__TASK DIRECTIONS__:
Search the records for the string "global" and return each line that has it.
* * *
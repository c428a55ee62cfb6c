//! User repository for managing login accounts.

use std::future::Future;

use diesel::prelude::*;
use diesel_async::RunQueryDsl;
use uuid::Uuid;

use super::Pagination;
use crate::model::{NewUser, UpdateUser, User};
use crate::{PgConnection, PgError, PgResult, schema};

/// Repository for user account database operations.
///
/// Handles account lifecycle management including authentication lookups
/// and profile management.
pub trait UserRepository {
    /// Creates a new user account.
    ///
    /// The username is normalized (trimmed, lowercased) before insertion so
    /// that lookups stay case-insensitive.
    fn create_user(&mut self, new_user: NewUser) -> impl Future<Output = PgResult<User>> + Send;

    /// Finds a user by its unique identifier.
    fn find_user_by_id(
        &mut self,
        user_id: Uuid,
    ) -> impl Future<Output = PgResult<Option<User>>> + Send;

    /// Finds a user by username.
    ///
    /// Username comparison is case-insensitive.
    fn find_user_by_username(
        &mut self,
        username: &str,
    ) -> impl Future<Output = PgResult<Option<User>>> + Send;

    /// Updates a user with new information.
    ///
    /// Applies partial updates to an existing account. Only fields set
    /// to `Some(value)` will be modified.
    fn update_user(
        &mut self,
        user_id: Uuid,
        updates: UpdateUser,
    ) -> impl Future<Output = PgResult<User>> + Send;

    /// Checks if a username is already registered in the system.
    fn username_exists(&mut self, username: &str) -> impl Future<Output = PgResult<bool>> + Send;

    /// Lists all user accounts with pagination support.
    ///
    /// Accounts are ordered by creation time with most recent first.
    fn list_users(
        &mut self,
        pagination: Pagination,
    ) -> impl Future<Output = PgResult<Vec<User>>> + Send;
}

impl UserRepository for PgConnection {
    async fn create_user(&mut self, mut new_user: NewUser) -> PgResult<User> {
        use schema::users;

        // Normalize fields: trim whitespace, lowercase the username
        new_user.username = new_user.username.trim().to_lowercase();
        new_user.display_name = new_user.display_name.trim().to_owned();

        diesel::insert_into(users::table)
            .values(&new_user)
            .returning(User::as_returning())
            .get_result(self)
            .await
            .map_err(PgError::from)
    }

    async fn find_user_by_id(&mut self, user_id: Uuid) -> PgResult<Option<User>> {
        use schema::users::{self, dsl};

        users::table
            .filter(dsl::id.eq(user_id))
            .select(User::as_select())
            .first(self)
            .await
            .optional()
            .map_err(PgError::from)
    }

    async fn find_user_by_username(&mut self, username: &str) -> PgResult<Option<User>> {
        use schema::users::{self, dsl};

        users::table
            .filter(dsl::username.eq(username.trim().to_lowercase()))
            .select(User::as_select())
            .first(self)
            .await
            .optional()
            .map_err(PgError::from)
    }

    async fn update_user(&mut self, user_id: Uuid, mut updates: UpdateUser) -> PgResult<User> {
        use schema::users::{self, dsl};

        // Normalize fields: trim whitespace
        if let Some(name) = updates.display_name.as_mut() {
            *name = name.trim().to_owned();
        }
        if updates.updated_at.is_none() {
            updates.updated_at = Some(jiff::Timestamp::now().into());
        }

        diesel::update(users::table.filter(dsl::id.eq(user_id)))
            .set(&updates)
            .returning(User::as_returning())
            .get_result(self)
            .await
            .map_err(PgError::from)
    }

    async fn username_exists(&mut self, username: &str) -> PgResult<bool> {
        use schema::users::{self, dsl};

        let count: i64 = users::table
            .filter(dsl::username.eq(username.trim().to_lowercase()))
            .count()
            .get_result(self)
            .await
            .map_err(PgError::from)?;

        Ok(count > 0)
    }

    async fn list_users(&mut self, pagination: Pagination) -> PgResult<Vec<User>> {
        use schema::users::{self, dsl};

        users::table
            .order(dsl::created_at.desc())
            .limit(pagination.limit)
            .offset(pagination.offset)
            .select(User::as_select())
            .load(self)
            .await
            .map_err(PgError::from)
    }
}
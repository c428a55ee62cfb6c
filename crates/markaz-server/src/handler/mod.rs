//! All `axum::`[`Router`]s with related `axum::`[`Handler`]s.
//!
//! [`Router`]: axum::routing::Router
//! [`Handler`]: axum::handler::Handler

mod attendance;
mod authentication;
mod error;
mod groups;
mod request;
mod response;
mod scores;
mod students;

use axum::Router;
use axum::response::{IntoResponse, Response};

pub use crate::handler::error::{Error, ErrorKind, Result};
pub use crate::handler::request::Pagination;
pub(crate) use crate::handler::response::{ErrorResponse, UserProfile};
use crate::service::ServiceState;

#[inline]
async fn handler() -> Response {
    ErrorKind::NotFound.into_response()
}

/// Returns a [`Router`] with all API routes nested under `/api`.
pub fn api_routes() -> Router<ServiceState> {
    let router = Router::new()
        .merge(authentication::routes())
        .merge(groups::routes())
        .merge(students::routes())
        .merge(attendance::routes())
        .merge(scores::routes());

    Router::new().nest("/api", router).fallback(handler)
}

#[cfg(test)]
mod test {
    use axum::Router;
    use axum_test::TestServer;

    use crate::handler::api_routes;
    use crate::service::{ServiceConfig, ServiceState};

    /// Returns a new [`TestServer`] with the given router.
    ///
    /// The connection pool is created eagerly but connections are only
    /// established on first use, so routes that fail before touching the
    /// database can be tested without one.
    pub fn create_test_server_with_router(
        router: impl Fn() -> Router<ServiceState>,
    ) -> anyhow::Result<TestServer> {
        let (server, _state) = create_test_server_with_state(router)?;
        Ok(server)
    }

    /// Returns a new [`TestServer`] along with the state backing it.
    pub fn create_test_server_with_state(
        router: impl Fn() -> Router<ServiceState>,
    ) -> anyhow::Result<(TestServer, ServiceState)> {
        let config = ServiceConfig::default();
        let state = ServiceState::from_config(&config)?;
        let app = router().with_state(state.clone());
        let server = TestServer::new(app)?;
        Ok((server, state))
    }

    /// Returns a new [`TestServer`] with the full API router.
    pub fn create_test_server() -> anyhow::Result<TestServer> {
        create_test_server_with_router(api_routes)
    }

    #[tokio::test]
    async fn unknown_routes_fall_back_to_not_found() -> anyhow::Result<()> {
        let server = create_test_server()?;

        let response = server.get("/does-not-exist/").await;
        response.assert_status_not_found();

        Ok(())
    }

    #[tokio::test]
    async fn api_routes_are_nested() -> anyhow::Result<()> {
        let server = create_test_server()?;

        // The same path outside of the `/api` prefix does not exist.
        let response = server.get("/auth/user/").await;
        response.assert_status_not_found();

        Ok(())
    }
}
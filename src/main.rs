use anyhow::{bail, Context, Result};
use clap::{Parser, Subcommand};
use std::io::Write;
use std::path::PathBuf;
use std::sync::{Arc, Mutex};
use tracing_subscriber::{layer::SubscriberExt, util::SubscriberInitExt};

mod catalog;
mod chat;
mod config;
mod favorites;
mod llm;
mod storage;
mod summary;

use catalog::{CatalogClient, Movie};
use chat::{ChatSession, SendOutcome};
use config::Config;
use favorites::FavoritesStore;
use llm::OpenAiCompatClient;
use storage::FileStore;
use summary::{
    now_ms, spawn_refresh, MovieSummaryState, SummaryCache, SummaryGenerator, SummaryService,
};

#[derive(Parser)]
#[command(name = "cinescout")]
#[command(author, version, about = "Cinescout - movie discovery with local favorites and AI summaries", long_about = None)]
struct Cli {
    #[command(subcommand)]
    command: Commands,

    /// Enable verbose logging
    #[arg(short, long, global = true)]
    verbose: bool,

    /// Override the data directory (favorites and cached summaries)
    #[arg(long, global = true)]
    data_dir: Option<PathBuf>,
}

#[derive(Subcommand)]
enum Commands {
    /// List popular movies from the catalog
    Popular,

    /// Search the catalog (an empty query falls back to popular movies)
    Search {
        /// Free-text query
        query: Vec<String>,
    },

    /// Manage the local favorites list
    Fav {
        #[command(subcommand)]
        action: FavCommands,
    },

    /// Show an AI summary for the first movie matching the query
    Summary {
        /// Free-text query resolving the movie
        query: Vec<String>,
    },

    /// Chat with the movie assistant
    Chat {
        /// One-shot message (omit for an interactive session)
        message: Option<String>,
    },
}

#[derive(Subcommand)]
enum FavCommands {
    /// List favorites in insertion order
    List,

    /// Toggle the first movie matching the query
    Toggle {
        /// Free-text query resolving the movie
        query: Vec<String>,
    },

    /// Remove a favorite by its catalog id
    Remove { id: u64 },

    /// Remove all favorites
    Clear,
}

#[tokio::main]
async fn main() -> Result<()> {
    let cli = Cli::parse();

    // Initialize logging
    let filter = if cli.verbose {
        "cinescout=debug"
    } else {
        "cinescout=info"
    };

    tracing_subscriber::registry()
        .with(
            tracing_subscriber::EnvFilter::try_from_default_env().unwrap_or_else(|_| filter.into()),
        )
        .with(tracing_subscriber::fmt::layer().with_writer(std::io::stderr))
        .init();

    let config = Config::load()?;
    let store = open_store(cli.data_dir.as_deref())?;

    match cli.command {
        Commands::Popular => {
            let movies = catalog_client(&config)?.popular().await?;
            let favs = FavoritesStore::load(store);
            print_movies(&movies, &favs);
        }
        Commands::Search { query } => {
            let client = catalog_client(&config)?;
            let query = query.join(" ");
            let movies = if query.trim().is_empty() {
                client.popular().await?
            } else {
                client.search(&query).await?
            };
            let favs = FavoritesStore::load(store);
            print_movies(&movies, &favs);
        }
        Commands::Fav { action } => run_fav(action, &config, store).await?,
        Commands::Summary { query } => run_summary(&query.join(" "), &config, store).await?,
        Commands::Chat { message } => run_chat(message, &config).await?,
    }

    Ok(())
}

fn open_store(data_dir: Option<&std::path::Path>) -> Result<Arc<FileStore>> {
    let store = match data_dir {
        Some(dir) => FileStore::at(dir)?,
        None => FileStore::new()?,
    };
    Ok(Arc::new(store))
}

fn catalog_client(config: &Config) -> Result<CatalogClient> {
    let api_key = config.catalog.resolve_api_key().context(
        "No catalog API key; set catalog.api_key in config.toml or the TMDB_API_KEY environment variable",
    )?;
    Ok(CatalogClient::new(
        &config.catalog.base_url,
        api_key,
        config.http.timeout(),
    ))
}

fn llm_completer(config: &Config, model: &str) -> Result<Arc<OpenAiCompatClient>> {
    let api_key = config.llm.resolve_api_key().context(
        "No LLM API key; set llm.api_key in config.toml or the OPENROUTER_API_KEY environment variable",
    )?;
    let client = OpenAiCompatClient::new(
        &config.llm.endpoint,
        api_key,
        model,
        config.http.timeout(),
    )
    .with_max_tokens(config.llm.max_tokens)
    .with_header("X-Title", "cinescout");
    Ok(Arc::new(client))
}

fn print_movies(movies: &[Movie], favs: &FavoritesStore) {
    if movies.is_empty() {
        println!("No movies found.");
        return;
    }
    for movie in movies {
        let marker = if favs.is_favorite(movie.id) { "★" } else { " " };
        let year = movie.release_year().unwrap_or("----");
        println!("{} {:>8}  {}  ({})", marker, movie.id, movie.title, year);
    }
}

/// Resolve the first search hit for a query, or fail with a clear message.
async fn resolve_movie(query: &str, config: &Config) -> Result<Movie> {
    if query.trim().is_empty() {
        bail!("A search query is required");
    }
    let movies = catalog_client(config)?.search(query).await?;
    movies
        .into_iter()
        .next()
        .with_context(|| format!("No movie matched '{}'", query))
}

async fn run_fav(action: FavCommands, config: &Config, store: Arc<FileStore>) -> Result<()> {
    let mut favs = FavoritesStore::load(store);
    match action {
        FavCommands::List => {
            if favs.count() == 0 {
                println!("No favorites yet.");
            } else {
                for movie in favs.movies() {
                    let year = movie.release_year().unwrap_or("----");
                    println!("★ {:>8}  {}  ({})", movie.id, movie.title, year);
                }
                println!("{} favorite(s)", favs.count());
            }
        }
        FavCommands::Toggle { query } => {
            let movie = resolve_movie(&query.join(" "), config).await?;
            let title = movie.title.clone();
            if favs.toggle(movie)? {
                println!("Added '{}' to favorites.", title);
            } else {
                println!("Removed '{}' from favorites.", title);
            }
        }
        FavCommands::Remove { id } => {
            if favs.remove(id)? {
                println!("Removed favorite {}.", id);
            } else {
                println!("No favorite with id {}.", id);
            }
        }
        FavCommands::Clear => {
            favs.clear_all()?;
            println!("Favorites cleared.");
        }
    }
    Ok(())
}

async fn run_summary(query: &str, config: &Config, store: Arc<FileStore>) -> Result<()> {
    let movie = resolve_movie(query, config).await?;
    let completer = llm_completer(config, &config.llm.summary_model)?;
    let service = Arc::new(SummaryService::new(
        SummaryCache::new(store),
        SummaryGenerator::new(completer),
    ));

    let state = Arc::new(Mutex::new(MovieSummaryState::new(movie.id)));
    let needs_refresh = state
        .lock()
        .expect("summary state lock poisoned")
        .hydrate(service.cache(), now_ms());

    let cached = state
        .lock()
        .expect("summary state lock poisoned")
        .text()
        .map(str::to_string);

    match cached {
        Some(text) => {
            println!("{}  ({})", movie.title, movie.release_year().unwrap_or("----"));
            println!("{}", text);
            if needs_refresh {
                tracing::info!(movie_id = movie.id, "Cached summary is stale, refreshing");
                // Let the refresh finish before the process exits
                spawn_refresh(service, movie, state).await.ok();
            }
        }
        None => {
            state
                .lock()
                .expect("summary state lock poisoned")
                .begin_request();
            match service.generate_and_store(&movie).await {
                Ok(text) => {
                    println!("{}  ({})", movie.title, movie.release_year().unwrap_or("----"));
                    println!("{}", text);
                }
                Err(e) => {
                    println!("حدث خطأ أثناء الحصول على الملخص. حاول مرة أخرى بعد قليل.");
                    return Err(e.into());
                }
            }
        }
    }
    Ok(())
}

async fn run_chat(message: Option<String>, config: &Config) -> Result<()> {
    let completer = llm_completer(config, &config.llm.chat_model)?;
    let mut session = ChatSession::new();

    if let Some(message) = message {
        session.send_user_turn(completer.as_ref(), &message).await;
        println!("{}", session.last_assistant());
        return Ok(());
    }

    println!("{}", session.last_assistant());
    println!("(type 'exit' to leave)");

    let stdin = std::io::stdin();
    loop {
        print!("> ");
        std::io::stdout().flush()?;

        let mut line = String::new();
        if stdin.read_line(&mut line)? == 0 {
            break; // EOF
        }
        let line = line.trim();
        if line.eq_ignore_ascii_case("exit") || line.eq_ignore_ascii_case("quit") {
            break;
        }

        match session.send_user_turn(completer.as_ref(), line).await {
            SendOutcome::Rejected(_) => continue,
            SendOutcome::Delivered | SendOutcome::Failed(_) => {
                println!("{}", session.last_assistant());
            }
        }
    }

    Ok(())
}
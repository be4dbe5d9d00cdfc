//! Configuration management for cinescout

use anyhow::Result;
use serde::{Deserialize, Serialize};
use std::path::PathBuf;
use std::time::Duration;

/// Main configuration structure
#[derive(Debug, Clone, Serialize, Deserialize, Default)]
#[serde(default)]
pub struct Config {
    pub catalog: CatalogConfig,
    pub llm: LlmConfig,
    pub http: HttpConfig,
}

/// Movie catalog API settings
#[derive(Debug, Clone, Serialize, Deserialize)]
#[serde(default)]
pub struct CatalogConfig {
    pub base_url: String,
    /// Catalog API key; falls back to `CINESCOUT_TMDB_API_KEY` then
    /// `TMDB_API_KEY` when unset
    pub api_key: Option<String>,
}

impl Default for CatalogConfig {
    fn default() -> Self {
        Self {
            base_url: "https://api.themoviedb.org/3".to_string(),
            api_key: None,
        }
    }
}

impl CatalogConfig {
    pub fn resolve_api_key(&self) -> Option<String> {
        self.api_key
            .clone()
            .or_else(|| std::env::var("CINESCOUT_TMDB_API_KEY").ok())
            .or_else(|| std::env::var("TMDB_API_KEY").ok())
    }
}

/// LLM chat-completion API settings (OpenAI-compatible endpoint)
#[derive(Debug, Clone, Serialize, Deserialize)]
#[serde(default)]
pub struct LlmConfig {
    pub endpoint: String,
    /// Bearer token; falls back to `CINESCOUT_LLM_API_KEY` then
    /// `OPENROUTER_API_KEY` when unset
    pub api_key: Option<String>,
    /// Model used for per-movie summaries
    pub summary_model: String,
    /// Model used for the chat assistant
    pub chat_model: String,
    pub max_tokens: usize,
}

impl Default for LlmConfig {
    fn default() -> Self {
        Self {
            endpoint: "https://openrouter.ai/api/v1/chat/completions".to_string(),
            api_key: None,
            summary_model: "openai/gpt-4o-mini".to_string(),
            chat_model: "openai/gpt-oss-20b".to_string(),
            max_tokens: 1024,
        }
    }
}

impl LlmConfig {
    pub fn resolve_api_key(&self) -> Option<String> {
        self.api_key
            .clone()
            .or_else(|| std::env::var("CINESCOUT_LLM_API_KEY").ok())
            .or_else(|| std::env::var("OPENROUTER_API_KEY").ok())
    }
}

/// Shared HTTP client settings
#[derive(Debug, Clone, Serialize, Deserialize)]
#[serde(default)]
pub struct HttpConfig {
    /// Per-request timeout in seconds; hung external calls surface as
    /// typed timeout errors instead of waiting forever
    pub timeout_secs: u64,
}

impl Default for HttpConfig {
    fn default() -> Self {
        Self { timeout_secs: 30 }
    }
}

impl HttpConfig {
    pub fn timeout(&self) -> Duration {
        Duration::from_secs(self.timeout_secs)
    }
}

impl Config {
    /// Load configuration from the default location or create default
    pub fn load() -> Result<Self> {
        let config_path = Self::config_path()?;

        if config_path.exists() {
            let content = std::fs::read_to_string(&config_path)?;
            let config: Config = toml::from_str(&content)?;
            Ok(config)
        } else {
            Ok(Config::default())
        }
    }

    /// Get the configuration file path
    pub fn config_path() -> Result<PathBuf> {
        if let Some(proj_dirs) = directories::ProjectDirs::from("", "", "cinescout") {
            let config_dir = proj_dirs.config_dir();
            std::fs::create_dir_all(config_dir)?;
            Ok(config_dir.join("config.toml"))
        } else {
            Ok(PathBuf::from("config.toml"))
        }
    }

    /// Save configuration to the default location
    pub fn save(&self) -> Result<()> {
        let config_path = Self::config_path()?;
        let content = toml::to_string_pretty(self)?;
        std::fs::write(config_path, content)?;
        Ok(())
    }
}

#[cfg(test)]
mod tests {
    use super::*;

    #[test]
    fn test_defaults() {
        let config = Config::default();
        assert_eq!(config.catalog.base_url, "https://api.themoviedb.org/3");
        assert_eq!(
            config.llm.endpoint,
            "https://openrouter.ai/api/v1/chat/completions"
        );
        assert_eq!(config.http.timeout_secs, 30);
    }

    #[test]
    fn test_partial_toml_fills_defaults() {
        let config: Config = toml::from_str(
            r#"
            [llm]
            chat_model = "openai/gpt-4o"
            "#,
        )
        .unwrap();
        assert_eq!(config.llm.chat_model, "openai/gpt-4o");
        assert_eq!(config.llm.summary_model, "openai/gpt-4o-mini");
        assert_eq!(config.catalog.base_url, "https://api.themoviedb.org/3");
    }

    #[test]
    fn test_roundtrip_through_toml() {
        let config = Config::default();
        let content = toml::to_string_pretty(&config).unwrap();
        let back: Config = toml::from_str(&content).unwrap();
        assert_eq!(back.http.timeout_secs, config.http.timeout_secs);
        assert_eq!(back.llm.max_tokens, config.llm.max_tokens);
    }
}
* * *
__RESPONSE AREA__:
    #[arg(short, long, global = true)]
    #[arg(long, global = true)]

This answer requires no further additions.